As their hand-built wooden dhow approaches the shore, Ibrahim Chamume and his fellow fishermen take in the sail and prepare to sell their catch to the small huddle of villagers waiting on the white sand. He has been making a living like this on the Indian Ocean since he was 14. His father was a fisherman, too.

Now in his 30s, Ibrahim says earning enough from traditional fishing is tough, but has its compensations. There is the view across the tranquil lagoon to the mangrove swamps; the unspoiled beaches and bays; the lush vegetation and smallholdings growing maize, cassava, cashews and mango. Such scenes must have played out in the tiny Tanzanian village of Mlingotini for centuries. 

In a decade, however, the mud-and-thatch homes of Mlingotini, and a further four villages along this coastline 30 miles north of Dar Es Salaam, will be gone – razed to make space for a $10bn Chinese-built mega-port and a special economic zone backed by an Omani sovereign wealth fund. 
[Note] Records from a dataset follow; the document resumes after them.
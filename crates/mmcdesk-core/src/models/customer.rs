use std::fmt;

use serde::{Deserialize, Serialize};

use super::{non_empty, RiskLevel};

#[derive(Debug, Clone, Copy, PartialEq, Eq, Serialize, Deserialize)]
#[cfg_attr(feature = "ts", derive(ts_rs::TS), ts(export))]
#[serde(rename_all = "lowercase")]
pub enum CustomerStatus {
    Active,
    Inactive,
    Suspended,
}

impl CustomerStatus {
    pub fn as_str(&self) -> &'static str {
        match self {
            CustomerStatus::Active => "active",
            CustomerStatus::Inactive => "inactive",
            CustomerStatus::Suspended => "suspended",
        }
    }
}

/// Kind of identity document on file.
#[derive(Debug, Clone, Copy, PartialEq, Eq, Serialize, Deserialize)]
#[cfg_attr(feature = "ts", derive(ts_rs::TS), ts(export))]
pub enum IdType {
    #[serde(rename = "身份证")]
    IdCard,
    #[serde(rename = "护照")]
    Passport,
    #[serde(rename = "其他")]
    Other,
}

impl fmt::Display for IdType {
    fn fmt(&self, f: &mut fmt::Formatter<'_>) -> fmt::Result {
        f.pad(match self {
            IdType::IdCard => "身份证",
            IdType::Passport => "护照",
            IdType::Other => "其他",
        })
    }
}

#[derive(Debug, Clone, PartialEq, Serialize, Deserialize)]
#[cfg_attr(feature = "ts", derive(ts_rs::TS), ts(export))]
#[serde(rename_all = "camelCase")]
pub struct Customer {
    pub customer_id: String,
    pub email: String,
    #[serde(default)]
    pub phone: String,
    pub first_name: String,
    pub last_name: String,
    pub id_type: IdType,
    #[serde(default)]
    pub id_number: String,
    #[serde(default)]
    pub date_of_birth: String,
    #[serde(default)]
    pub address: String,
    pub risk_level: RiskLevel,
    pub status: CustomerStatus,
    #[serde(default)]
    pub created_at: String,
    #[serde(default)]
    pub updated_at: String,
    #[serde(default)]
    pub remarks: Option<String>,
    #[serde(default)]
    pub wechat_id: Option<String>,
}

impl Customer {
    /// Family name first, as the console displays it.
    pub fn full_name(&self) -> String {
        format!("{}{}", self.last_name, self.first_name)
    }
}

/// Payload for creating or updating a customer. The optional login
/// account is created alongside the customer record when given.
#[derive(Debug, Clone, PartialEq, Serialize)]
#[cfg_attr(feature = "ts", derive(ts_rs::TS), ts(export))]
#[serde(rename_all = "camelCase")]
pub struct CustomerInput {
    pub email: String,
    #[serde(skip_serializing_if = "Option::is_none")]
    pub username: Option<String>,
    #[serde(skip_serializing_if = "Option::is_none")]
    pub password: Option<String>,
    pub phone: String,
    pub first_name: String,
    pub last_name: String,
    pub id_type: IdType,
    pub id_number: String,
    pub date_of_birth: String,
    pub address: String,
    pub risk_level: RiskLevel,
    #[serde(skip_serializing_if = "Option::is_none")]
    pub status: Option<CustomerStatus>,
    #[serde(skip_serializing_if = "Option::is_none")]
    pub remarks: Option<String>,
    #[serde(skip_serializing_if = "Option::is_none")]
    pub wechat_id: Option<String>,
}

impl CustomerInput {
    /// Drop optional fields left blank so they are omitted from the body.
    pub fn normalized(mut self) -> Self {
        self.username = non_empty(self.username);
        self.password = non_empty(self.password);
        self.remarks = non_empty(self.remarks);
        self.wechat_id = non_empty(self.wechat_id);
        self
    }
}

impl From<&Customer> for CustomerInput {
    fn from(c: &Customer) -> Self {
        Self {
            email: c.email.clone(),
            username: None,
            password: None,
            phone: c.phone.clone(),
            first_name: c.first_name.clone(),
            last_name: c.last_name.clone(),
            id_type: c.id_type,
            id_number: c.id_number.clone(),
            date_of_birth: c.date_of_birth.clone(),
            address: c.address.clone(),
            risk_level: c.risk_level,
            status: Some(c.status),
            remarks: c.remarks.clone(),
            wechat_id: c.wechat_id.clone(),
        }
    }
}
There have been concerns about these loans. Research by the Centre for Global Development found Djibouti was among eight Belt and Road countries significantly or highly vulnerable to debt distress from the loans – with IMF figures showing its public external debt swelling from 50% to 85% of GDP in two years. Before his visit to Africa in March, former US secretary of state Rex Tillerson accused China of predatory loan practices; when she was secretary of state, Hillary Clinton warned of China's "new colonialism". Four months into the job, Tillerson’s successor Mike Pompeo is yet to visit.

Read the full article here.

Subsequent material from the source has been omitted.